Required work:
Going down the data below, set down exactly the line with "plain route calculation." and each line after it through the line with "duration. This is a"; no other lines.

(Beginning of Information supplied)

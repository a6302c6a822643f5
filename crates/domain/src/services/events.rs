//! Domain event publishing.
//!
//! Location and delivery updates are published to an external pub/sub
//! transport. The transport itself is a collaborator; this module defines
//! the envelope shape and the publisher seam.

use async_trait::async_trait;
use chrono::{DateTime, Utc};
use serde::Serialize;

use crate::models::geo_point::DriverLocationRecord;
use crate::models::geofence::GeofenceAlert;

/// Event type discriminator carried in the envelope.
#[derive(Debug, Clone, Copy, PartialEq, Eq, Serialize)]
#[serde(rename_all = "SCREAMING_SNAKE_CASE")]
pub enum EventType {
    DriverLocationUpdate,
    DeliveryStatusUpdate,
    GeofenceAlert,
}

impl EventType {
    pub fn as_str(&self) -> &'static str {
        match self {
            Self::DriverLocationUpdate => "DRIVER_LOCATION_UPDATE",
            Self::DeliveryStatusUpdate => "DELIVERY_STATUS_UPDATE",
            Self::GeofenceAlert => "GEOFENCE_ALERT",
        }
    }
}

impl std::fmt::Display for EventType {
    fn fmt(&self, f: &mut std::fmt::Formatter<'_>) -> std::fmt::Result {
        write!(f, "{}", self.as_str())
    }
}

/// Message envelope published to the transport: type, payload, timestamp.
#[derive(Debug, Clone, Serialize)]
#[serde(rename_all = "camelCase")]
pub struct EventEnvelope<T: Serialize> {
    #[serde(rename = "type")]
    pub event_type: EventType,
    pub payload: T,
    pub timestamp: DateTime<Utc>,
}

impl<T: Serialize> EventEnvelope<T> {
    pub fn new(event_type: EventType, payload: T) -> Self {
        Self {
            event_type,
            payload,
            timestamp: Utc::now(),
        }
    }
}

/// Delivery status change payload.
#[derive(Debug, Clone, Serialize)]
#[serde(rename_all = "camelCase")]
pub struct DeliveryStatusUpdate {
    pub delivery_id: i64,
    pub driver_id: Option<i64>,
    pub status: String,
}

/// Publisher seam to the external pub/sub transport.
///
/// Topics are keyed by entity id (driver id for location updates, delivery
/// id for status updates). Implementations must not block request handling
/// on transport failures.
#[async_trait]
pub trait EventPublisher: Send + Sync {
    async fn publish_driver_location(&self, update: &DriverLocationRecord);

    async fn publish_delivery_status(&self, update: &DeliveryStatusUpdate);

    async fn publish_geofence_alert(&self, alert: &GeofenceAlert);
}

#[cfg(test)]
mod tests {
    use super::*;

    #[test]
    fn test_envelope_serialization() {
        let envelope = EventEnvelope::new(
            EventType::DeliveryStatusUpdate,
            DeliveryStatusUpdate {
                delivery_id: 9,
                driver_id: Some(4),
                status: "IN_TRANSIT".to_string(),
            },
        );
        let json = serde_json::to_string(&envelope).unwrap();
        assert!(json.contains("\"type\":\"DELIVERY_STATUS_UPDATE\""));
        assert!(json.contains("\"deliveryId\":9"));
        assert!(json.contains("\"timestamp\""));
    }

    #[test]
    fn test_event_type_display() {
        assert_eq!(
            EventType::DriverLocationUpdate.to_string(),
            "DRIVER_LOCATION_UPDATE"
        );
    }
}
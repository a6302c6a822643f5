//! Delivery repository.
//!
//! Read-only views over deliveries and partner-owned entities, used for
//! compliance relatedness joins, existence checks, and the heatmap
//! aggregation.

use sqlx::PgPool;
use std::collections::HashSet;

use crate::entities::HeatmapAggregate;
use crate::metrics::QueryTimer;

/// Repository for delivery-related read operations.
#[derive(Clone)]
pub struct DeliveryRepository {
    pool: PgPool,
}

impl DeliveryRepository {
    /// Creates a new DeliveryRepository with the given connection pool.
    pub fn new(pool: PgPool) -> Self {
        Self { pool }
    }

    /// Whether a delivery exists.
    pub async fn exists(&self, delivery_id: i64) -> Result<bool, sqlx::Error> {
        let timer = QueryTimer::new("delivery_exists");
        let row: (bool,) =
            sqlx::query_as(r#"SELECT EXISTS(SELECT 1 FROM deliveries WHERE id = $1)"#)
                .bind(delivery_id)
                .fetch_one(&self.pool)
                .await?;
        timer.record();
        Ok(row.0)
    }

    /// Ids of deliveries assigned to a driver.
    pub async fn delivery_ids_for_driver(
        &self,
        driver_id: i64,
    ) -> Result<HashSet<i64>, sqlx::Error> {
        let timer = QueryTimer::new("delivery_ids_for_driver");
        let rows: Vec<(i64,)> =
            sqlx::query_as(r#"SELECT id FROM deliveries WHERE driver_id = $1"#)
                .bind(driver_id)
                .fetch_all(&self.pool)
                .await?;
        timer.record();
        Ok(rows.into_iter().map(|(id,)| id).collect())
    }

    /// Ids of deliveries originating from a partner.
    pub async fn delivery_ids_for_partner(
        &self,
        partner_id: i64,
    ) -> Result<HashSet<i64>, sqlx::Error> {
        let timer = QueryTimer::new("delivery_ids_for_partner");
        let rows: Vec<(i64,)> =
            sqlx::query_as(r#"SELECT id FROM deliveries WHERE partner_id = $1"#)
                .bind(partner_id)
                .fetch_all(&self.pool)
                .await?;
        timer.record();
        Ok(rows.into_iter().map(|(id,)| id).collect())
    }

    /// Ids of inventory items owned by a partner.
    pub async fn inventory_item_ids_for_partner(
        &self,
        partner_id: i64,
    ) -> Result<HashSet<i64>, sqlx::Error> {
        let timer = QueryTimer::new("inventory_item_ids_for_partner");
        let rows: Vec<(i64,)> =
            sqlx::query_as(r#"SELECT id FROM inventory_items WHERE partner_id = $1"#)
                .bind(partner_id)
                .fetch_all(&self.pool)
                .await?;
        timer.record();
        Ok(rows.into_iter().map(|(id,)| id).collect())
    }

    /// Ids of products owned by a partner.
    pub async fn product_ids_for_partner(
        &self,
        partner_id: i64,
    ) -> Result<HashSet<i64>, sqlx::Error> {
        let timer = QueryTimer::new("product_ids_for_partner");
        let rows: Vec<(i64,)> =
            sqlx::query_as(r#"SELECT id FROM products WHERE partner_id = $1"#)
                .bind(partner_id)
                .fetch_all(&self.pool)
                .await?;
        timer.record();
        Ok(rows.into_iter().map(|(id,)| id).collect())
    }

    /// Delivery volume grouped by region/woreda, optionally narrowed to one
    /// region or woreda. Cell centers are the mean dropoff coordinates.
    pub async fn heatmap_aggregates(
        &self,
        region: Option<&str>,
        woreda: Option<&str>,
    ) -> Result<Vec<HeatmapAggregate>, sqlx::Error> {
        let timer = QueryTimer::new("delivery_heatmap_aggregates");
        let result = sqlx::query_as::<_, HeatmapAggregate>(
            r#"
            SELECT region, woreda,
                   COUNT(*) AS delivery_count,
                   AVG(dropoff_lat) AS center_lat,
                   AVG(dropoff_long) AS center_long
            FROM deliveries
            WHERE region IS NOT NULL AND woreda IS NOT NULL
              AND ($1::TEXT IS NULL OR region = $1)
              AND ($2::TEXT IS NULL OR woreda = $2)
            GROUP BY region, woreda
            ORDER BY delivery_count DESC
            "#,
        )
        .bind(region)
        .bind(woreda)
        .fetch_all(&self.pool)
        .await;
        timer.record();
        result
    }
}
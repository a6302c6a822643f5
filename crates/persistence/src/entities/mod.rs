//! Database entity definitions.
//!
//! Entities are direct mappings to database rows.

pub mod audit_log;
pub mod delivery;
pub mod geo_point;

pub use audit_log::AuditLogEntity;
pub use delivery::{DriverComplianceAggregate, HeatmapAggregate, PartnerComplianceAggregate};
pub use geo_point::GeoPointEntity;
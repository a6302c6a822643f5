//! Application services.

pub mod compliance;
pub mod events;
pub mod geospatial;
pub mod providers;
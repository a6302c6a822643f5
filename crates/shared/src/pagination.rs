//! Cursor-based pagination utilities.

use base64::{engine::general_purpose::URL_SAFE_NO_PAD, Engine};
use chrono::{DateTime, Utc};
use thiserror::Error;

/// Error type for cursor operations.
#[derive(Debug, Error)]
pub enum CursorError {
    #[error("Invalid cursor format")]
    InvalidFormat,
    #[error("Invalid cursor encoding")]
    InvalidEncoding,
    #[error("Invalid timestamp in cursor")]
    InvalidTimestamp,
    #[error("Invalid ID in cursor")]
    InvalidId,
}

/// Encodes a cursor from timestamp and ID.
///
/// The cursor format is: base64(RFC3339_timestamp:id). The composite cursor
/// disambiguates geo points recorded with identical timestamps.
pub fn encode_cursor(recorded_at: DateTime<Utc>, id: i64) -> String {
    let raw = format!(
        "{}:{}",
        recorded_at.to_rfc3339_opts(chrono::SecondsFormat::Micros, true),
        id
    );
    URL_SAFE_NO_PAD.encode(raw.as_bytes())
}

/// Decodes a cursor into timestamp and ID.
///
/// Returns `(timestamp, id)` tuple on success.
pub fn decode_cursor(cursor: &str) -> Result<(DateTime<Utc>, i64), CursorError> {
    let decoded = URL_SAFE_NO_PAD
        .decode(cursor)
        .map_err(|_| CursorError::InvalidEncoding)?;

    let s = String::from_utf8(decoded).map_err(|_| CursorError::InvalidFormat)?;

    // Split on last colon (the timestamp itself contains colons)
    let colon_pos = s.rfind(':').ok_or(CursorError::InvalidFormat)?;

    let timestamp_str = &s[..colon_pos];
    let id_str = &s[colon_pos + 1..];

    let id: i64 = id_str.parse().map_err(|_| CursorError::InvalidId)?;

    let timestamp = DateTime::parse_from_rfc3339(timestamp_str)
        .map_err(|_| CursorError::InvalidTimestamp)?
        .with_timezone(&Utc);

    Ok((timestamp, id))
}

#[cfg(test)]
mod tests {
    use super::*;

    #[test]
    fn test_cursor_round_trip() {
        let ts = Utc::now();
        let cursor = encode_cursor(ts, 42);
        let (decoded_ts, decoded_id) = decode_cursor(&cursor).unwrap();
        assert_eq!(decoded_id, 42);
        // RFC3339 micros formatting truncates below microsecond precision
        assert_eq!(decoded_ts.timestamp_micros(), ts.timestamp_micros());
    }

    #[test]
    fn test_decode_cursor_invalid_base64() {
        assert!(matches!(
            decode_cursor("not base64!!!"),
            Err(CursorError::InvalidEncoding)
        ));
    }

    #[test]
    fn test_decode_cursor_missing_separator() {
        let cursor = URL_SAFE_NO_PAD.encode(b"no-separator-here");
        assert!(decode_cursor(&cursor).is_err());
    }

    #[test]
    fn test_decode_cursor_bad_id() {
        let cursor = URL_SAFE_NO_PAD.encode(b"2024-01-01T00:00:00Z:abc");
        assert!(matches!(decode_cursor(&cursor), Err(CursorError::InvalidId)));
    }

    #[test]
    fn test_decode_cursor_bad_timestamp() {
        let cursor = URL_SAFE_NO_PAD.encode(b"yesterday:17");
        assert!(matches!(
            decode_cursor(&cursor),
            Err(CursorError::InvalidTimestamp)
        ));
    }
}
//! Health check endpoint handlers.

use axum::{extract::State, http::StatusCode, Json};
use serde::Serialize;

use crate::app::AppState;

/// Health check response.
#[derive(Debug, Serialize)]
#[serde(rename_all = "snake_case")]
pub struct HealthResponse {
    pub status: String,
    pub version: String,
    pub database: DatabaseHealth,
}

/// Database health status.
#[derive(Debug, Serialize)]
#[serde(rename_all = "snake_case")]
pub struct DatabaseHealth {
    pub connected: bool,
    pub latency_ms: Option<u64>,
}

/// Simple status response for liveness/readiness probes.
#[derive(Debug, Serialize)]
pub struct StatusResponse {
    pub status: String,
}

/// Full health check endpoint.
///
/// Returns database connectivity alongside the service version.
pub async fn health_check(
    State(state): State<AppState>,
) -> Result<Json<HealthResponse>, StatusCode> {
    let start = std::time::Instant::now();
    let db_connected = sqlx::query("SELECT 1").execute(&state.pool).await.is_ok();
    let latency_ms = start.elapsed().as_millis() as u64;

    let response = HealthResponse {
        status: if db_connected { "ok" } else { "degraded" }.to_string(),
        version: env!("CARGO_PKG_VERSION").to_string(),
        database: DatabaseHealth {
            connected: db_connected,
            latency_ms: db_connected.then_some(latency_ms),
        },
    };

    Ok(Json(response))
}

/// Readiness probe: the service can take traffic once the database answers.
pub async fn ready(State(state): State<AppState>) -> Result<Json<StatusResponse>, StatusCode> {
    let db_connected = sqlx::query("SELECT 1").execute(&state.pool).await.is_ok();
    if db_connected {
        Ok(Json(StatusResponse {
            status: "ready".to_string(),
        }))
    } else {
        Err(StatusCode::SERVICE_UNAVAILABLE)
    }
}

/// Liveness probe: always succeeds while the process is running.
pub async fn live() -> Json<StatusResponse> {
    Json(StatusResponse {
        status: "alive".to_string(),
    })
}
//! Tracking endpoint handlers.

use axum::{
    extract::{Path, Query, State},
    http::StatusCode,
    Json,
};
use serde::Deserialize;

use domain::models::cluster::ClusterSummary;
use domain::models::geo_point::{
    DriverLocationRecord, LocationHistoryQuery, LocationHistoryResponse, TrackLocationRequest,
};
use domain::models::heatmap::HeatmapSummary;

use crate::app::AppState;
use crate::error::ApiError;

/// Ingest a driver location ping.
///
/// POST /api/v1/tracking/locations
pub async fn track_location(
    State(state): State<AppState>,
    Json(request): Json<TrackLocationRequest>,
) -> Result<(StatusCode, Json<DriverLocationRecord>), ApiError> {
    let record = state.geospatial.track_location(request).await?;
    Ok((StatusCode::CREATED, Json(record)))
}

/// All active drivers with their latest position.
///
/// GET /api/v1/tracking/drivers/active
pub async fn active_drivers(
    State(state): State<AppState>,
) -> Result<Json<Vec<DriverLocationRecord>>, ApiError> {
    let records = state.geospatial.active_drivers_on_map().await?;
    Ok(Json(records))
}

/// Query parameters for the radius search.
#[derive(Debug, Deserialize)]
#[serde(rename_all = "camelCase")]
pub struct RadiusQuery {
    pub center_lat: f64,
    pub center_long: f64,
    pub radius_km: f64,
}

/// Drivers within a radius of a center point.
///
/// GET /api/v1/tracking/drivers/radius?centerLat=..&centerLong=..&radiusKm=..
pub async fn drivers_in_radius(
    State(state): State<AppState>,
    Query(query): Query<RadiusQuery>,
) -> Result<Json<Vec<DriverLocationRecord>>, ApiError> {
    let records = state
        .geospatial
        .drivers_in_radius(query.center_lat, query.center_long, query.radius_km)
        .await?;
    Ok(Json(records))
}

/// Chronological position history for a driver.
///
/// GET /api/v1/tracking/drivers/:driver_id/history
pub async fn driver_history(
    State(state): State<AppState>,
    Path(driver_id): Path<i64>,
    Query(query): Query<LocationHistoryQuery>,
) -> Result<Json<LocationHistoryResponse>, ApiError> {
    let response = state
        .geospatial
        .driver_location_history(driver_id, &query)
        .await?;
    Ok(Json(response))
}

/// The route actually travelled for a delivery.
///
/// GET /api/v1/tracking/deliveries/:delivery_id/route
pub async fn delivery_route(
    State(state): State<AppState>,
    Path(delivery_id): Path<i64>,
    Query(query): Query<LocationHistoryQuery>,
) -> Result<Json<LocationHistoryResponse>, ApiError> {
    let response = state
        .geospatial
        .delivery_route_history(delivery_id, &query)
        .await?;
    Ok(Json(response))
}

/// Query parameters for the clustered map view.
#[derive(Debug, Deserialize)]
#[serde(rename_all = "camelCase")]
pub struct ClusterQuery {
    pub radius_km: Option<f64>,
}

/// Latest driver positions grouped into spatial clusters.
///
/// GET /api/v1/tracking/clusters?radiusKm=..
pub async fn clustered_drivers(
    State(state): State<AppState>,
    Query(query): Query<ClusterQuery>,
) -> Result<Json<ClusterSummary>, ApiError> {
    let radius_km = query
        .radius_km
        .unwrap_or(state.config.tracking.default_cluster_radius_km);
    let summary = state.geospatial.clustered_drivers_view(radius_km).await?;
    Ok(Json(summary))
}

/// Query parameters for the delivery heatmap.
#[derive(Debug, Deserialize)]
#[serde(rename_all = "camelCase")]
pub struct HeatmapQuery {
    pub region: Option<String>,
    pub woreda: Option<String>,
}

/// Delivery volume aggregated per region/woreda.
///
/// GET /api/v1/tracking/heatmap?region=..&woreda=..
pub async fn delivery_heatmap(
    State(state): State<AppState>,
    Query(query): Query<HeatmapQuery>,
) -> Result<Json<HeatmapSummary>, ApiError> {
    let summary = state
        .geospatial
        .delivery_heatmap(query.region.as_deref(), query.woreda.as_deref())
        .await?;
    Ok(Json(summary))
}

(End of Information supplied)
(Beginning of Information supplied)

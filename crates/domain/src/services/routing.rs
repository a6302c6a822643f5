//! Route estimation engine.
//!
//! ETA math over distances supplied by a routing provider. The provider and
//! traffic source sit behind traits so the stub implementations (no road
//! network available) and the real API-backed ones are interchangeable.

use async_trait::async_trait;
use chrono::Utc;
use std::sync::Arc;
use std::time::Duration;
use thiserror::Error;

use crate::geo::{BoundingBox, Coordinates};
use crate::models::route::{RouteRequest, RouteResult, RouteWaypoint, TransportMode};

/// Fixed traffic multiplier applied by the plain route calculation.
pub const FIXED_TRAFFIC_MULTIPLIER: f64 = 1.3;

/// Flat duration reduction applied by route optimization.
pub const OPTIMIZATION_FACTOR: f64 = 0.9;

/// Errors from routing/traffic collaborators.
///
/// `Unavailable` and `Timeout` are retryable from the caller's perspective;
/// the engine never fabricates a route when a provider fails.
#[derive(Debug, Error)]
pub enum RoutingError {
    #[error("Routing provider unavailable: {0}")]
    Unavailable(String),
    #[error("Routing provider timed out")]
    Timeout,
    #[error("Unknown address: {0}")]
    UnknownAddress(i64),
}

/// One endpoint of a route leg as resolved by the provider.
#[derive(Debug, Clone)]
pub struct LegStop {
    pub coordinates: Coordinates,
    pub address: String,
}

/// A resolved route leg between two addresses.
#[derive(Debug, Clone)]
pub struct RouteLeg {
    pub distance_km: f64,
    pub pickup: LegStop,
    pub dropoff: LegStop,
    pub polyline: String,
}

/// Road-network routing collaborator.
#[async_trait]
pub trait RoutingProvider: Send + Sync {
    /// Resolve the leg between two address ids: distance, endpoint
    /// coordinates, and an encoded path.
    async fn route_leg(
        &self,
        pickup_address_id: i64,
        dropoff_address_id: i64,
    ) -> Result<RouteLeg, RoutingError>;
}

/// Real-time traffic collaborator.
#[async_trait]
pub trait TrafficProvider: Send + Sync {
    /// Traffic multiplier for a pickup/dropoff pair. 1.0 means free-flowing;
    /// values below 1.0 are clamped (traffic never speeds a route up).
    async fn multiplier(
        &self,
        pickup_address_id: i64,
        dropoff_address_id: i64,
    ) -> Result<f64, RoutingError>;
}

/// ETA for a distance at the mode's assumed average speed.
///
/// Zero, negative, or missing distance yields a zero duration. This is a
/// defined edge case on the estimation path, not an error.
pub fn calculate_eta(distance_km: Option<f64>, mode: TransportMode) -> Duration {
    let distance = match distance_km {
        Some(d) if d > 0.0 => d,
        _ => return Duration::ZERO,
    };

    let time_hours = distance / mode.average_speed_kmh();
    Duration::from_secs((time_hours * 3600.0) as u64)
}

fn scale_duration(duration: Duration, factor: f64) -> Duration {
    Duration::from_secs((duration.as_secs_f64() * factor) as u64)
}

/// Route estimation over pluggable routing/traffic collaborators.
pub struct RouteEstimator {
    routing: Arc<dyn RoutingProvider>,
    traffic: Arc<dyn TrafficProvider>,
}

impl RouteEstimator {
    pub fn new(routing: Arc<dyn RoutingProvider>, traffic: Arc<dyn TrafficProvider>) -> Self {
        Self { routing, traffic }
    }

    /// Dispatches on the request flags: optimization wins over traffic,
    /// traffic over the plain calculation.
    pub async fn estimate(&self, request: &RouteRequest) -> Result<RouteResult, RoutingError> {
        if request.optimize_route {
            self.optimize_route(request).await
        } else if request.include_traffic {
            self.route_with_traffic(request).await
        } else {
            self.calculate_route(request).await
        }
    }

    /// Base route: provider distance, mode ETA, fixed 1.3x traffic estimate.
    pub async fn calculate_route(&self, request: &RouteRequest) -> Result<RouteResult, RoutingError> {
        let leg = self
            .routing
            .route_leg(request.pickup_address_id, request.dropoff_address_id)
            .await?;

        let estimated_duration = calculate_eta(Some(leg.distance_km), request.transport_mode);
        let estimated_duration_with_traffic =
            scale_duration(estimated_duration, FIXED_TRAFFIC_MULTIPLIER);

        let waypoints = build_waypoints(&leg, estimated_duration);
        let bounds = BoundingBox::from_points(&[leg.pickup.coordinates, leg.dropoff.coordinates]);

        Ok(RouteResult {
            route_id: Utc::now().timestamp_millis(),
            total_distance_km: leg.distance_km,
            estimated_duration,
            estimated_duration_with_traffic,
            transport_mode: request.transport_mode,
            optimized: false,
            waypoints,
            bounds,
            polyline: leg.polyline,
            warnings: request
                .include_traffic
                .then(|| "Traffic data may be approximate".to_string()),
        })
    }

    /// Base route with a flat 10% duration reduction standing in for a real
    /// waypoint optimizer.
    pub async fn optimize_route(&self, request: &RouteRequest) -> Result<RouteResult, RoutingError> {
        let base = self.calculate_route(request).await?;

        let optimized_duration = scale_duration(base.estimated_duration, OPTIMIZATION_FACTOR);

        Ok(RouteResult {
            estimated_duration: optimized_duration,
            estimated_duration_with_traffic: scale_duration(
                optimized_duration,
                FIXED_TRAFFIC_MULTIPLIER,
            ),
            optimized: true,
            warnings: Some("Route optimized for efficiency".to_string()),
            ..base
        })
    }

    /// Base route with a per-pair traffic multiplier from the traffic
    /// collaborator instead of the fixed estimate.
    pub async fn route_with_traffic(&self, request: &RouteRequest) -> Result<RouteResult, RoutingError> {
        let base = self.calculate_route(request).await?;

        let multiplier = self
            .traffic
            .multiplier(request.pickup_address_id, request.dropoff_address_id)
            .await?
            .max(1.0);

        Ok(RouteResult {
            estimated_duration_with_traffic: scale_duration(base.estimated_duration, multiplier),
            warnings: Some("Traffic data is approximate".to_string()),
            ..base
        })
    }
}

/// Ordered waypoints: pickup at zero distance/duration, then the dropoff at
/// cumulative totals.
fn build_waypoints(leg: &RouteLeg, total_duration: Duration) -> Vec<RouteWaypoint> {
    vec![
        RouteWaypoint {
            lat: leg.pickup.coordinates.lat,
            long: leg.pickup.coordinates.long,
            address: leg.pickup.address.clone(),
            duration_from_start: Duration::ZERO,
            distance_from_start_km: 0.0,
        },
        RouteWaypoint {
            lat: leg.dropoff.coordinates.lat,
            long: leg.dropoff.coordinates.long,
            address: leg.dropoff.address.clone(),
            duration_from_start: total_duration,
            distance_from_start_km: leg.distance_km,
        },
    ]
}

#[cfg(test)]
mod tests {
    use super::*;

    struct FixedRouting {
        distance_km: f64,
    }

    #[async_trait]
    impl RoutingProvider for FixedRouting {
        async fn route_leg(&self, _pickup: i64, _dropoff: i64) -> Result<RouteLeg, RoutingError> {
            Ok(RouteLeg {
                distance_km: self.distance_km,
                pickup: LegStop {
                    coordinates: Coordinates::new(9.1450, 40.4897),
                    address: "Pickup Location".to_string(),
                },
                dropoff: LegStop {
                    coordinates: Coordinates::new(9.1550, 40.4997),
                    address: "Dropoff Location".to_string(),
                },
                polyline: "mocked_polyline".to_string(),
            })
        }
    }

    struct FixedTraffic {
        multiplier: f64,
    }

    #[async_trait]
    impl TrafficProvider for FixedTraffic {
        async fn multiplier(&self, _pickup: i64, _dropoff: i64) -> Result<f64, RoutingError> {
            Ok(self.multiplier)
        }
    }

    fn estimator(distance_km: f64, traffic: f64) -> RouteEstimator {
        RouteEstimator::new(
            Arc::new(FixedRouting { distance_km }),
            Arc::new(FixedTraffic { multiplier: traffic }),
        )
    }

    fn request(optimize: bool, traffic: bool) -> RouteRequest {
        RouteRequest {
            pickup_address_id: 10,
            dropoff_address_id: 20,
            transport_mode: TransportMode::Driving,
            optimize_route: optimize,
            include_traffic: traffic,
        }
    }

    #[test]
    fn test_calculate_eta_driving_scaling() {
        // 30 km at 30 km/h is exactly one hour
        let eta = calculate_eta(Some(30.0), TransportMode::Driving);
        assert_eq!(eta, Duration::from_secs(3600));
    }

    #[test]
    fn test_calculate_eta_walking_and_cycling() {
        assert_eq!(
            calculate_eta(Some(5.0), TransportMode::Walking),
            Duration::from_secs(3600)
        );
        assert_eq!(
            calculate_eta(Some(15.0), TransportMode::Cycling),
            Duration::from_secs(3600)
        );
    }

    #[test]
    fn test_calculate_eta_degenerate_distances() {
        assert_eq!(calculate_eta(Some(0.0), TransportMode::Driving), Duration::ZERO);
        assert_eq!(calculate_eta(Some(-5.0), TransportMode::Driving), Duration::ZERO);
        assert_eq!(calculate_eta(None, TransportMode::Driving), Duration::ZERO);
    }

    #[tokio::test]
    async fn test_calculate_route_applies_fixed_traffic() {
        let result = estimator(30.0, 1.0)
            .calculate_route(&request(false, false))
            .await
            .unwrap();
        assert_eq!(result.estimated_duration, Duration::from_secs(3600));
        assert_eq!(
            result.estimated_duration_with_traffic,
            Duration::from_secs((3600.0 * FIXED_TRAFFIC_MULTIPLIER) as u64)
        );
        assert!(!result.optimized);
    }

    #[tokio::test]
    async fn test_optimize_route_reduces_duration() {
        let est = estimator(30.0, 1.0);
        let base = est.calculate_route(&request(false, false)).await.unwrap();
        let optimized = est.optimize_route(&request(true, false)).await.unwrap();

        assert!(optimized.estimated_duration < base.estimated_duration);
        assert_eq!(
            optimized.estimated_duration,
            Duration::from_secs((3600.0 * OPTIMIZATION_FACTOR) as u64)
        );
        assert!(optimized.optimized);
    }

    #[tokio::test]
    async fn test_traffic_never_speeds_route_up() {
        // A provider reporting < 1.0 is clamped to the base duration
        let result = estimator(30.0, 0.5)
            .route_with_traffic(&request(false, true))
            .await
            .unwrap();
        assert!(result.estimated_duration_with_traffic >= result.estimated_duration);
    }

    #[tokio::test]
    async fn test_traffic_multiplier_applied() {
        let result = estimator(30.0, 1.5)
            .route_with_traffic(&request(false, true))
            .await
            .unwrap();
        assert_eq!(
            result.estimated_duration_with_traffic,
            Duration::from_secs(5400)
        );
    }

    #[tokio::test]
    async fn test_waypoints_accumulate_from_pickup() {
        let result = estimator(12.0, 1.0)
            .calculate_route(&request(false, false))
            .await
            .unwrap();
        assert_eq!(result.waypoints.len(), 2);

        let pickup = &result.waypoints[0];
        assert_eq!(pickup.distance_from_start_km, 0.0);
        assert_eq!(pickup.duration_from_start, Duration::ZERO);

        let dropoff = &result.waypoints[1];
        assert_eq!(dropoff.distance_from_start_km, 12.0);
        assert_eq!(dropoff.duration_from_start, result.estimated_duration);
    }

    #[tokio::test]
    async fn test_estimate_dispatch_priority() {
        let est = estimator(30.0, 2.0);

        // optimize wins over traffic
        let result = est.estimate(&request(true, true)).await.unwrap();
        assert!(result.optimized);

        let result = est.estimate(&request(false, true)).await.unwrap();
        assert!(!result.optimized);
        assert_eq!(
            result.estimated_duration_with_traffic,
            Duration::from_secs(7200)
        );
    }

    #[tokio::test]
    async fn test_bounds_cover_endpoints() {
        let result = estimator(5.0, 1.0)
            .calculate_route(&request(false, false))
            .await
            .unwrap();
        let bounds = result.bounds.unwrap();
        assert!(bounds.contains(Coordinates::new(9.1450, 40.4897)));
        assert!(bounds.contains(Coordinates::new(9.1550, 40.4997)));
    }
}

(End of Information supplied)

Expected output:
/// Fixed traffic multiplier applied by the plain route calculation.
pub const FIXED_TRAFFIC_MULTIPLIER: f64 = 1.3;

/// Flat duration reduction applied by route optimization.
pub const OPTIMIZATION_FACTOR: f64 = 0.9;

/// Errors from routing/traffic collaborators.
///
/// `Unavailable` and `Timeout` are retryable from the caller's perspective;
/// the engine never fabricates a route when a provider fails.
#[derive(Debug, Error)]
pub enum RoutingError {
    #[error("Routing provider unavailable: {0}")]
    Unavailable(String),
    #[error("Routing provider timed out")]
    Timeout,
    #[error("Unknown address: {0}")]
    UnknownAddress(i64),
}

/// One endpoint of a route leg as resolved by the provider.
#[derive(Debug, Clone)]
pub struct LegStop {
    pub coordinates: Coordinates,
    pub address: String,
}

/// A resolved route leg between two addresses.
#[derive(Debug, Clone)]
pub struct RouteLeg {
    pub distance_km: f64,
    pub pickup: LegStop,
    pub dropoff: LegStop,
    pub polyline: String,
}

/// Road-network routing collaborator.
#[async_trait]
pub trait RoutingProvider: Send + Sync {
    /// Resolve the leg between two address ids: distance, endpoint
    /// coordinates, and an encoded path.
    async fn route_leg(
        &self,
        pickup_address_id: i64,
        dropoff_address_id: i64,
    ) -> Result<RouteLeg, RoutingError>;
}

/// Real-time traffic collaborator.
#[async_trait]
pub trait TrafficProvider: Send + Sync {
    /// Traffic multiplier for a pickup/dropoff pair. 1.0 means free-flowing;
    /// values below 1.0 are clamped (traffic never speeds a route up).
    async fn multiplier(
        &self,
        pickup_address_id: i64,
        dropoff_address_id: i64,
    ) -> Result<f64, RoutingError>;
}

/// ETA for a distance at the mode's assumed average speed.
///
/// Zero, negative, or missing distance yields a zero duration. This is a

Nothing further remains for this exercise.